The shipped FEM rows completed the three directions in roughly eight minutes each for the \(25^3\) map on this machine. The TPFA and pore-network solves are much faster on this small problem. That runtime should not be confused with greater physical fidelity: the TPFA row is solving a different, pure Darcy coefficient-field model.

Interpretation

Several conclusions are scientifically useful:

  • The same ROI is strongly anisotropic at this size. Almost every method predicts a much larger \(K_x\) than \(K_y\) or \(K_z\), including the direct-image LBM row. This suggests the \(75^3\) crop contains a preferential connected path and should not be treated as a bulk representative volume.
  • The scalar-summary plot makes this anisotropy visible: arithmetic means are consistently higher than harmonic means, and the TPFA row has \(K_\mathrm{max}/K_\mathrm{min}\approx 191\). The USFEM Brinkman harmonic mean is close to the experimental scalar, but that agreement is partly caused by combining one high and two lower directional estimates.
  • The Darcy-Brinkman USFEM row is the closest map-based continuum row in the \(y\) direction and gives a reasonable \(z\)-direction magnitude, but it still overpredicts \(K_x\) by a factor of about 4.5. The Taylor-Hood Brinkman row is more permeable for all three axes with the current coefficient map.
  • The pure Darcy-Darcy rows produce enormous values because the Kozeny-Carman map contains connected cells at the \(10^{-8}\,\mathrm{m^2}\) cap. These rows are useful diagnostics for the coefficient map and boundary convention, but they are not validated predictors for this cap choice.
  • The pore-network rows are very fast and, for \(y\) and \(z\), are in the same order of magnitude as the experimental reference. Their \(K_x\) values remain high, again consistent with an ROI-scale connected path rather than a solver-only artifact.
  • The direct-image LBM row is substantially above the experimental scalar in all directions. Since it does not use the Kozeny-Carman map, this mismatch is evidence that the small binary ROI and segmentation/representativeness assumptions are central to the validation error. The separate LBM sensitivity study shows that the stricter 12-cell reservoir preset changes the LBM values by only a few percent, so the mismatch should not be explained away as a loose steady-state tolerance artifact.

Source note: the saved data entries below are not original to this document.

impl ModuleDescriptor {
    pub fn builder(id: impl Into<String>) -> ModuleDescriptorBuilder {
        ModuleDescriptorBuilder::new(id)
    }

    pub fn supports(&self, target: &Target) -> bool {
        self.support.supports(target)
    }

    /// Whether this module declares a conflict against `other`.
    pub fn conflicts_with(&self, other: &ModuleDescriptor) -> bool {
        self.id != other.id && self.conflicts.iter().any(|rule| rule.matches(other))
    }

    /// Whether two modules collide on an exclusive category.
    pub fn shares_exclusive_category(&self, other: &ModuleDescriptor) -> bool {
        self.id != other.id
            && !self.compatible_with_siblings
            && !other.compatible_with_siblings
            && self.category.is_some()
            && self.category == other.category
    }

    pub fn depends_on(&self, id: &ModuleId) -> bool {
        self.dependencies.iter().any(|d| d.id == *id)
    }

    /// `id@version`, the form used in registry revisions and logs.
    pub fn key(&self) -> String {
        format!("{}@{}", self.id, self.version)
    }

    /// Every invariant violation, as human-readable strings.
    pub fn issues(&self) -> Vec<String> {
        let mut issues = Vec::new();

        if self.category.is_some() && self.files.is_empty() && self.manifest.is_empty() {
            issues.push("a categorized module must contribute files or manifest entries".into());
        }
        if self.baseline && self.files.is_empty() {
            issues.push("a baseline module must contribute at least one file".into());
        }

        let mut seen = HashSet::new();
        for file in &self.files {
            if !seen.insert(file.path.as_str()) {
                issues.push(format!("duplicate file contribution: {}", file.path));
            }
        }

        for name in self.defaults.keys() {
            if !is_variable_name(name) {
                issues.push(format!("default '{name}' is not a valid variable name"));
            }
        }

        if self.depends_on(&self.id) {
            issues.push("a module cannot depend on itself".into());
        }
        for (framework, variant) in &self.variants {
            if *variant == self.id {
                issues.push(format!("variant for {framework} points at the module itself"));
            }
        }

        issues.extend(self.config.validate().iter().map(ToString::to_string));
        issues
    }

    pub fn validate(&self) -> Result<(), DomainError> {
        let issues = self.issues();
        if issues.is_empty() {
            Ok(())
        } else {
            Err(DomainError::InvalidDescriptor {
                id: self.id.to_string(),
                issues,
            })
        }
    }
}

impl fmt::Display for ModuleDescriptor {
    fn fmt(&self, f: &mut fmt::Formatter<'_>) -> fmt::Result {
        f.write_str(&self.key())
    }
}

/// Builder for [`ModuleDescriptor`].
///
/// Setters take plain strings so catalogs read naturally; everything is
/// parsed in [`ModuleDescriptorBuilder::build`], which reports the first
/// syntax error it finds. Semantic invariants are left to the registry.
pub struct ModuleDescriptorBuilder {
    id: String,
    version: String,
    category: Option<String>,
    compatible_with_siblings: bool,
    priority: i32,
    baseline: bool,
    dependencies: Vec<String>,
    conflicts: Vec<String>,
    support: TargetSupport,
    variants: Vec<(Framework, String)>,
    files: Vec<FileContribution>,
    manifest: Vec<(String, String)>,
    defaults: BTreeMap<String, String>,
    config: Option<ModuleConfig>,
    description: String,
    tags: Vec<String>,
}
//! `kiln config`: inspect the effective configuration.

use crate::{
    cli::ConfigCommands,
    config::AppConfig,
    error::{CliError, CliResult},
    output::OutputManager,
};

/// Dispatch to the correct config subcommand.
pub fn execute(cmd: ConfigCommands, config: AppConfig, output: OutputManager) -> CliResult<()> {
    match cmd {
        ConfigCommands::Get { key } => {
            let value = get_config_value(&config, &key)?;
            if output.is_json() {
                output.json(&serde_json::json!({ "key": key, "value": value }))?;
            } else {
                output.print(&format!("{key} = {}", display_value(&value)))?;
            }
        }

        ConfigCommands::List => {
            if output.is_json() {
                output.json(&to_json(&config)?)?;
            } else {
                let serialised =
                    toml::to_string_pretty(&config).map_err(|e| CliError::ConfigError {
                        message: format!("Failed to serialise config: {e}"),
                        source: Some(Box::new(e)),
                    })?;
                output.header("Effective configuration:")?;
                output.print(&serialised)?;
            }
        }

        ConfigCommands::Path => {
            output.print(&AppConfig::config_path().display().to_string())?;
        }
    }

    Ok(())
}

// ── helpers ───────────────────────────────────────────────────────────────────

fn to_json(config: &AppConfig) -> CliResult<serde_json::Value> {
    serde_json::to_value(config).map_err(|e| CliError::ConfigError {
        message: format!("Failed to serialise config: {e}"),
        source: Some(Box::new(e)),
    })
}

/// Walk a dotted key such as `pipeline.max_retries` through the config.
fn get_config_value(config: &AppConfig, key: &str) -> CliResult<serde_json::Value> {
    let root = to_json(config)?;
    key.split('.')
        .try_fold(&root, |node, segment| node.get(segment))
        .filter(|v| !v.is_object())
        .cloned()
        .ok_or_else(|| CliError::config(format!("Unknown config key: '{key}'")))
}

fn display_value(value: &serde_json::Value) -> String {
    match value {
        serde_json::Value::String(s) => s.clone(),
        serde_json::Value::Null => "(unset)".into(),
        other => other.to_string(),
    }
}
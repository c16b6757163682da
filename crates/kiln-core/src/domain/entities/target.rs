//! The `Target` value and the matchers modules use to declare support.
//!
//! A `Target` is the (framework, archetype) pair a request is generated for.
//! Modules declare which targets they support through [`TargetSupport`]:
//! either every target, or a list of [`TargetMatcher`]s where `None` fields are
//! wildcards.
//!
//! # Domain purity
//!
//! This module must not import `tracing`. Observability is the responsibility
//! of the application and CLI layers, not the domain.

use std::fmt;

use serde::{Deserialize, Serialize};

use crate::domain::value_objects::{Archetype, Framework};

// ── Target ───────────────────────────────────────────────────────────────────

/// The platform and project shape a request is generated for.
#[derive(Debug, Clone, Copy, PartialEq, Eq, Hash, PartialOrd, Ord, Serialize, Deserialize)]
pub struct Target {
    framework: Framework,
    archetype: Archetype,
}

impl Target {
    pub const fn new(framework: Framework, archetype: Archetype) -> Self {
        Self {
            framework,
            archetype,
        }
    }

    pub const fn framework(&self) -> Framework {
        self.framework
    }

    pub const fn archetype(&self) -> Archetype {
        self.archetype
    }
}

impl fmt::Display for Target {
    fn fmt(&self, f: &mut fmt::Formatter<'_>) -> fmt::Result {
        write!(f, "{}/{}", self.framework, self.archetype)
    }
}

// ── TargetMatcher ────────────────────────────────────────────────────────────

/// Declarative rule for which targets a module applies to.
///
/// Uses the open-world assumption: `None` means "don't care". All specified
/// constraints must match (AND logic).
#[derive(Debug, Clone, Copy, PartialEq, Eq, Hash, Default, Serialize, Deserialize)]
pub struct TargetMatcher {
    #[serde(default, skip_serializing_if = "Option::is_none")]
    pub framework: Option<Framework>,
    #[serde(default, skip_serializing_if = "Option::is_none")]
    pub archetype: Option<Archetype>,
}

impl TargetMatcher {
    pub fn builder() -> TargetMatcherBuilder {
        TargetMatcherBuilder::default()
    }

    pub fn matches(&self, target: &Target) -> bool {
        self.framework.is_none_or(|f| f == target.framework())
            && self.archetype.is_none_or(|a| a == target.archetype())
    }

    /// Count of non-wildcard fields.
    pub fn specificity(&self) -> u8 {
        u8::from(self.framework.is_some()) + u8::from(self.archetype.is_some())
    }
}

impl fmt::Display for TargetMatcher {
    fn fmt(&self, f: &mut fmt::Formatter<'_>) -> fmt::Result {
        let fw = self.framework.map_or("*", |f| f.as_str());
        let arch = self.archetype.map_or("*", |a| a.as_str());
        write!(f, "{fw}/{arch}")
    }
}

#[derive(Default)]
pub struct TargetMatcherBuilder {
    framework: Option<Framework>,
    archetype: Option<Archetype>,
}

impl TargetMatcherBuilder {
    pub fn framework(mut self, framework: Framework) -> Self {
        self.framework = Some(framework);
        self
    }

    pub fn archetype(mut self, archetype: Archetype) -> Self {
        self.archetype = Some(archetype);
        self
    }

    pub fn build(self) -> TargetMatcher {
        TargetMatcher {
            framework: self.framework,
            archetype: self.archetype,
        }
    }
}

// ── TargetSupport ────────────────────────────────────────────────────────────

/// The set of targets a module can be generated for.
#[derive(Debug, Clone, PartialEq, Eq, Default, Serialize, Deserialize)]
#[serde(rename_all = "lowercase")]
pub enum TargetSupport {
    /// Wildcard: every framework and archetype.
    #[default]
    Any,
    /// Only targets matched by at least one matcher.
    Only(Vec<TargetMatcher>),
}

impl TargetSupport {
    pub fn supports(&self, target: &Target) -> bool {
        match self {
            Self::Any => true,
            Self::Only(matchers) => matchers.iter().any(|m| m.matches(target)),
        }
    }

    /// Convenience for the common "these frameworks, any archetype" case.
    pub fn frameworks(frameworks: impl IntoIterator<Item = Framework>) -> Self {
        Self::Only(
            frameworks
                .into_iter()
                .map(|f| TargetMatcher::builder().framework(f).build())
                .collect(),
        )
    }

    /// Convenience for the "this archetype, any framework" case.
    pub fn archetype(archetype: Archetype) -> Self {
        Self::Only(vec![TargetMatcher::builder().archetype(archetype).build()])
    }
}

impl fmt::Display for TargetSupport {
    fn fmt(&self, f: &mut fmt::Formatter<'_>) -> fmt::Result {
        match self {
            Self::Any => f.write_str("*/*"),
            Self::Only(matchers) => {
                let parts: Vec<String> = matchers.iter().map(ToString::to_string).collect();
                f.write_str(&parts.join(", "))
            }
        }
    }
}
//! Non-fatal findings returned alongside a successful result.

use std::fmt;

use serde::{Deserialize, Serialize};

#[derive(Debug, Clone, PartialEq, Eq, Serialize, Deserialize)]
#[serde(tag = "kind", rename_all = "kebab-case")]
pub enum Warning {
    /// Auto mode kept `winner` and dropped `superseded`.
    ConflictAutoResolved {
        winner: String,
        superseded: String,
        reason: String,
    },
    /// `original` does not support the target; `variant` was used instead.
    VariantSubstituted {
        original: String,
        variant: String,
        target: String,
    },
    /// `module` replaced content an earlier module wrote at `path`.
    FileOverridden {
        path: String,
        previous: String,
        module: String,
    },
    /// A structured merge replaced a scalar at `key`.
    ValueOverridden {
        path: String,
        key: String,
        previous_module: String,
        module: String,
    },
}

impl fmt::Display for Warning {
    fn fmt(&self, f: &mut fmt::Formatter<'_>) -> fmt::Result {
        match self {
            Self::ConflictAutoResolved {
                winner,
                superseded,
                reason,
            } => write!(f, "'{superseded}' superseded by '{winner}' ({reason})"),
            Self::VariantSubstituted {
                original,
                variant,
                target,
            } => write!(f, "'{original}' replaced by variant '{variant}' for {target}"),
            Self::FileOverridden {
                path,
                previous,
                module,
            } => write!(f, "{path}: content from '{previous}' overridden by '{module}'"),
            Self::ValueOverridden {
                path,
                key,
                previous_module,
                module,
            } => write!(
                f,
                "{path}: value at '{key}' from '{previous_module}' overridden by '{module}'"
            ),
        }
    }
}

#[cfg(test)]
mod tests {
    use super::*;

    #[test]
    fn display_names_superseded_module() {
        let w = Warning::ConflictAutoResolved {
            winner: "auth-provider-a".into(),
            superseded: "auth-provider-b".into(),
            reason: "exclusive category 'auth'".into(),
        };
        assert_eq!(
            w.to_string(),
            "'auth-provider-b' superseded by 'auth-provider-a' (exclusive category 'auth')"
        );
    }

    #[test]
    fn serializes_with_kind_tag() {
        let w = Warning::FileOverridden {
            path: "README.md".into(),
            previous: "baseline-business".into(),
            module: "docs".into(),
        };
        let json = serde_json::to_value(&w).unwrap();
        assert_eq!(json["kind"], "file-overridden");
    }
}
use crate::domain::entities::request::GenerationRequest;
use crate::domain::render::is_variable_name;
use crate::domain::value_objects::ModuleId;

/// Longest accepted project name (npm's package name limit).
pub const MAX_PROJECT_NAME_LEN: usize = 214;

/// Upper bound for `GenerationOptions::max_retries`.
pub const MAX_RETRIES: u32 = 10;

/// Centralized request validation.
///
/// Every check runs; the caller gets the complete list of problems rather
/// than the first one.
pub struct DomainValidator;

impl DomainValidator {
    /// Validate a request and return its module ids, parsed.
    pub fn validate_request(request: &GenerationRequest) -> Result<Vec<ModuleId>, Vec<String>> {
        let mut issues = Vec::new();

        Self::check_project_name(request.project_name(), &mut issues);

        let location = request.output_location().as_os_str();
        if location.is_empty() {
            issues.push("output location cannot be empty".to_string());
        } else if location.as_encoded_bytes().contains(&0) {
            issues.push("output location cannot contain NUL bytes".to_string());
        }

        let mut ids = Vec::with_capacity(request.modules().len());
        for raw in request.modules() {
            match ModuleId::parse(raw.as_str()) {
                Ok(id) => ids.push(id),
                Err(e) => issues.push(e.to_string()),
            }
        }

        for name in request.variables().keys() {
            if !is_variable_name(name) {
                issues.push(format!(
                    "variable name '{name}' is invalid; use letters, digits and '_', not starting with a digit"
                ));
            }
        }

        let options = request.options();
        if options.timeout.is_zero() {
            issues.push("timeout must be greater than zero".to_string());
        }
        if options.max_retries > MAX_RETRIES {
            issues.push(format!(
                "max_retries is {}; maximum is {MAX_RETRIES}",
                options.max_retries
            ));
        }

        if issues.is_empty() {
            Ok(ids)
        } else {
            Err(issues)
        }
    }

    fn check_project_name(name: &str, issues: &mut Vec<String>) {
        if name.trim().is_empty() {
            issues.push("project name cannot be empty".to_string());
            return;
        }
        let len = name.chars().count();
        if len > MAX_PROJECT_NAME_LEN {
            issues.push(format!(
                "project name is {len} characters long; maximum is {MAX_PROJECT_NAME_LEN}"
            ));
        }
        if name.contains(['/', '\\']) {
            issues.push("project name cannot contain path separators".to_string());
        }
        if name.chars().any(char::is_control) {
            issues.push("project name cannot contain control characters".to_string());
        }
        if name == "." || name == ".." {
            issues.push(format!("'{name}' is not a valid project name"));
        }
    }
}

The most conservative reading is that the current FEniCSx Brinkman implementations are numerically credible for this map size, while the experimental mismatch is dominated by ROI representativeness and coefficient closure rather than by the linear solvers alone. Finer maps, larger ROIs, and controlled sensitivity studies for \(d\), \(C\), \(k_{\max}\), and the experimental porosity mismatch are required before treating any single method as a calibrated predictor for the full Berea sample.